Stored items
::::

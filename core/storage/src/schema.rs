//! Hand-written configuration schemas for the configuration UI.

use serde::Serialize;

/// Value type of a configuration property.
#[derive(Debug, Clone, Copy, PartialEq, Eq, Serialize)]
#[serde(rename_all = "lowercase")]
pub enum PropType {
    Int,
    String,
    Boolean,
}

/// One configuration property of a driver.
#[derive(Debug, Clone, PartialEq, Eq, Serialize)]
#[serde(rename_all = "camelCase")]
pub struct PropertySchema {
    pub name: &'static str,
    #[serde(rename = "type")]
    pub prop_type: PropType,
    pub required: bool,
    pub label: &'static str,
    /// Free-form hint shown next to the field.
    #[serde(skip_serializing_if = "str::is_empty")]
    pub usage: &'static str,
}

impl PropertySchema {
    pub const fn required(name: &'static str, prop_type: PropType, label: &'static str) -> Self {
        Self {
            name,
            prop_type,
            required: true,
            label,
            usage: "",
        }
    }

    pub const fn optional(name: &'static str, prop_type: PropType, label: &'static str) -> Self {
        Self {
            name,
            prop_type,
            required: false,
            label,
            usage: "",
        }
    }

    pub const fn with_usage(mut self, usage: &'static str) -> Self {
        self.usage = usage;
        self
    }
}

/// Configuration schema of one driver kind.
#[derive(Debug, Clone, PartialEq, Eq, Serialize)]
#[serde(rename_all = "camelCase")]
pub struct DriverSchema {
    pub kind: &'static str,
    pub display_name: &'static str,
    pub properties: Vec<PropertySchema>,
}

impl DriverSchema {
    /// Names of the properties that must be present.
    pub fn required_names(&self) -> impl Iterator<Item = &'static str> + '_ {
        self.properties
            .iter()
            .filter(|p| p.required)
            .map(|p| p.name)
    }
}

::::

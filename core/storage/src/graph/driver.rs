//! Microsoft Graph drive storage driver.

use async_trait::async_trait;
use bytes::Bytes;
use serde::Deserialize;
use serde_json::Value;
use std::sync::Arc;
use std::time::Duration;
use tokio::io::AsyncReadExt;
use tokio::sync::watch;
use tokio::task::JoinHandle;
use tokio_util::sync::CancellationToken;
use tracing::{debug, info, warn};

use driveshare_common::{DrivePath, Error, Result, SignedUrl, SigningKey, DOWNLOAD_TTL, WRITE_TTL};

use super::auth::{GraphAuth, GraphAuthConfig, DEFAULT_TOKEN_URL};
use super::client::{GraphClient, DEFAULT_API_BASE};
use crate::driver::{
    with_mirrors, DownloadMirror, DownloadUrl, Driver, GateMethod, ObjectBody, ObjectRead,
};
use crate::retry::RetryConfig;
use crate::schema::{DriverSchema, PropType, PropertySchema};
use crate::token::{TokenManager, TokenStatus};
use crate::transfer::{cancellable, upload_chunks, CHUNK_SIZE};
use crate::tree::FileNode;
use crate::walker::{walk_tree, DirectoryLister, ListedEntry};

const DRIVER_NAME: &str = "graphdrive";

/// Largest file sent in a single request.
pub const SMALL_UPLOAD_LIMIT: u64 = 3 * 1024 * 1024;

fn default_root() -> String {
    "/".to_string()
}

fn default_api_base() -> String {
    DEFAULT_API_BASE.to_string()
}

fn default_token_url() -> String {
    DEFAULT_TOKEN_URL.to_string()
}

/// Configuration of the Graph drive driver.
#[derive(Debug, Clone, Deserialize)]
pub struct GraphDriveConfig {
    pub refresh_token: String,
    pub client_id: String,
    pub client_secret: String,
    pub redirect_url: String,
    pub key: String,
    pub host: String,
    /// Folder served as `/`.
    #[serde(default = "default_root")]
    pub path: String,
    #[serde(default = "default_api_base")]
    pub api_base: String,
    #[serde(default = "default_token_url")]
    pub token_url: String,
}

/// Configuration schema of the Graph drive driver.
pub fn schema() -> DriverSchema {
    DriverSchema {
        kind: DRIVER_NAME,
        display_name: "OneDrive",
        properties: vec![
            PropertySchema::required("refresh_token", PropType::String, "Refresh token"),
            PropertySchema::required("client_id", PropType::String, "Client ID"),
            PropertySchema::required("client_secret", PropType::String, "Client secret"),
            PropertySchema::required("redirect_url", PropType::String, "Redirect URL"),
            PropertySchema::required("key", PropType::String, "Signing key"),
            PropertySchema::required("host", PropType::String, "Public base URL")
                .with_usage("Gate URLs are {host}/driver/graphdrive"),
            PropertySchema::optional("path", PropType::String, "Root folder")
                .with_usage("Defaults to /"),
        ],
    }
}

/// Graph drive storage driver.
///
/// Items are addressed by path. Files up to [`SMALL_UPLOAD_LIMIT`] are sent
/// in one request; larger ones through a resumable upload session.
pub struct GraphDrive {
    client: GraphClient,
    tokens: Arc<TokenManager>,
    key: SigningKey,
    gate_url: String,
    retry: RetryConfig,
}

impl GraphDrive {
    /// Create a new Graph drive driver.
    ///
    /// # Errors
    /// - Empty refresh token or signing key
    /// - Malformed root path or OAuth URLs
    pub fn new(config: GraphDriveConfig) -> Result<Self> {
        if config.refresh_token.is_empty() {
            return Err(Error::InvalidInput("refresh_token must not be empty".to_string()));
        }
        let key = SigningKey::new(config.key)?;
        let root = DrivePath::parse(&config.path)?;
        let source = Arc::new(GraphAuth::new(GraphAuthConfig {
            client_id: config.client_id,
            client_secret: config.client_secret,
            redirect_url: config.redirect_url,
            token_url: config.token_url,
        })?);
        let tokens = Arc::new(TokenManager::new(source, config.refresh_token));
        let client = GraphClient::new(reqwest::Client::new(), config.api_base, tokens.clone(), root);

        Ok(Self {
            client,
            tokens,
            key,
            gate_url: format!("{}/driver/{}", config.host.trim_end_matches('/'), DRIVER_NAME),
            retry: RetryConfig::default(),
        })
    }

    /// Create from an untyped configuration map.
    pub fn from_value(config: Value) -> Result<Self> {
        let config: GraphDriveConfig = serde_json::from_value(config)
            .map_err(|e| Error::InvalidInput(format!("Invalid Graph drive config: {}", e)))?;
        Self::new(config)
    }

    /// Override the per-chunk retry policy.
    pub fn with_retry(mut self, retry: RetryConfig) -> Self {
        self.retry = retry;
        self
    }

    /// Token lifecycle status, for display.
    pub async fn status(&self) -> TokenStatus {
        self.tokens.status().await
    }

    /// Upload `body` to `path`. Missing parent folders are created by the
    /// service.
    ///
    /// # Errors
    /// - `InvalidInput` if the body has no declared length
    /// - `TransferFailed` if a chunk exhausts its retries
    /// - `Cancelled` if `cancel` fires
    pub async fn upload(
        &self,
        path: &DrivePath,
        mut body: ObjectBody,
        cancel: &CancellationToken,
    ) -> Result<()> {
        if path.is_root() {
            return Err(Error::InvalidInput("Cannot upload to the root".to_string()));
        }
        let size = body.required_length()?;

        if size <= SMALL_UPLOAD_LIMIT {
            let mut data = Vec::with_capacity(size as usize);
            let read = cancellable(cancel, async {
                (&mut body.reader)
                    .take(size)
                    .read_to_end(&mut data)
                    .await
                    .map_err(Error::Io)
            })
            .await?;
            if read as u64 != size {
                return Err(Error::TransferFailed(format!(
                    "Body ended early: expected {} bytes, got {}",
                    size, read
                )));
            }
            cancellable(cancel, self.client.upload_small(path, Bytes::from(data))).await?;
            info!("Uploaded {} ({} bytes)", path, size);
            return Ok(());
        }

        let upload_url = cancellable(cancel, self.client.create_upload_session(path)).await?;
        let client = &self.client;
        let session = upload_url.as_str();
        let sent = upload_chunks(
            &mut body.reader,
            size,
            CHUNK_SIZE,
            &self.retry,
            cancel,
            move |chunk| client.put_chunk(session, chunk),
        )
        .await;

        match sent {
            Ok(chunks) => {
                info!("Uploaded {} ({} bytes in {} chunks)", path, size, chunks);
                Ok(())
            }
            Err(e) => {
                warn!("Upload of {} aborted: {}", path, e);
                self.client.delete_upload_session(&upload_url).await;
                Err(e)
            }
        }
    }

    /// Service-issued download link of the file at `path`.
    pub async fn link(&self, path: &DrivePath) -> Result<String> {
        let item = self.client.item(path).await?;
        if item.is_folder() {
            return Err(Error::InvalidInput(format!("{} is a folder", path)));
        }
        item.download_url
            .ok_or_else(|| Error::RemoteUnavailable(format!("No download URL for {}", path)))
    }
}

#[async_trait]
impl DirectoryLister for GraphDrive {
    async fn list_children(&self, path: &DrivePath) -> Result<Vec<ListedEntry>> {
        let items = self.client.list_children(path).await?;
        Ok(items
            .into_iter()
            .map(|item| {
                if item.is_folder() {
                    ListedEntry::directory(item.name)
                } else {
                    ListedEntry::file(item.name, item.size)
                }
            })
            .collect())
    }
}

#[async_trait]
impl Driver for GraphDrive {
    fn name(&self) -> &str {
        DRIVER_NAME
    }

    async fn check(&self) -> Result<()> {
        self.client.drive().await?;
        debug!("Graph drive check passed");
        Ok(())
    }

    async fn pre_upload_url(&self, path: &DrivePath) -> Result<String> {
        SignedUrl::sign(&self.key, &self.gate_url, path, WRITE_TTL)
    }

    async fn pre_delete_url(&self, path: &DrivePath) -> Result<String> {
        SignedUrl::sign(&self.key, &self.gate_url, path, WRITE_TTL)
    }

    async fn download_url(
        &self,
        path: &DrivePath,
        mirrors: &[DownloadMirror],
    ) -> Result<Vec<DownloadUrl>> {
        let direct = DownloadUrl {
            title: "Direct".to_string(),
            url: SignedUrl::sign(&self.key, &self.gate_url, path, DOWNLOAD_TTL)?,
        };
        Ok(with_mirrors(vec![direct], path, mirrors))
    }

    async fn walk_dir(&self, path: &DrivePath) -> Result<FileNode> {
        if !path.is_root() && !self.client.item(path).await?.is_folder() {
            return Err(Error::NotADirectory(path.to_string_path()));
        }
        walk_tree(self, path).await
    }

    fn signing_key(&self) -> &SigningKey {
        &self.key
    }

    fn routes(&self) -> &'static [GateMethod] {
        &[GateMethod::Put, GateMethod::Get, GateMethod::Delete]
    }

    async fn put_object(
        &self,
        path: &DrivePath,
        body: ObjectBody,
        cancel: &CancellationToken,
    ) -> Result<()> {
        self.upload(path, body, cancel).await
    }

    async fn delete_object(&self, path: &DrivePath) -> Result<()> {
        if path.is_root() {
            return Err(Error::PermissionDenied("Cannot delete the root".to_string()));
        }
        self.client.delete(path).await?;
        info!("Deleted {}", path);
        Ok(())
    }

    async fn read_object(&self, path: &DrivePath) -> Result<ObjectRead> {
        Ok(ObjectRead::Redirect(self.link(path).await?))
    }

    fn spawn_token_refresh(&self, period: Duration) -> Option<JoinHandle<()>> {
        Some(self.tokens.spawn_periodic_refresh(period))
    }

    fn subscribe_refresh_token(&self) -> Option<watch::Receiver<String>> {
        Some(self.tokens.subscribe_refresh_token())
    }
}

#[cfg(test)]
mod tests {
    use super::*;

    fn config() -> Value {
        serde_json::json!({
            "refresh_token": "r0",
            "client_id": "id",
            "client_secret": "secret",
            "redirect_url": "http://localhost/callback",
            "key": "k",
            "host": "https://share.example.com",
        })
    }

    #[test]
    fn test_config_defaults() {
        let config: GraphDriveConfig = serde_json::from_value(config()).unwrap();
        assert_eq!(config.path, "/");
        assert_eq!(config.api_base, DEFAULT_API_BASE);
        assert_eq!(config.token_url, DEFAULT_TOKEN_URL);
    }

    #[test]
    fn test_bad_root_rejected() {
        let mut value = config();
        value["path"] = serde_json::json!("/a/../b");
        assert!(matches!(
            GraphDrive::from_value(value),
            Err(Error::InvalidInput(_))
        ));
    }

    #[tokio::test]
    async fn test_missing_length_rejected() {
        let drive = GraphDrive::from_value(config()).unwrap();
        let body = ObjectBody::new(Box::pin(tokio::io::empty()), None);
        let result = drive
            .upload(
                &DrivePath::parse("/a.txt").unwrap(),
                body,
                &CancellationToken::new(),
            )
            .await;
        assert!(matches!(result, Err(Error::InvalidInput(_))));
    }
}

::::

=== Task directions ===
When a line above contains the string "parse", copy that line.

=== Output for this task ===
        let root = DrivePath::parse(&config.path)?;
                &DrivePath::parse("/a.txt").unwrap(),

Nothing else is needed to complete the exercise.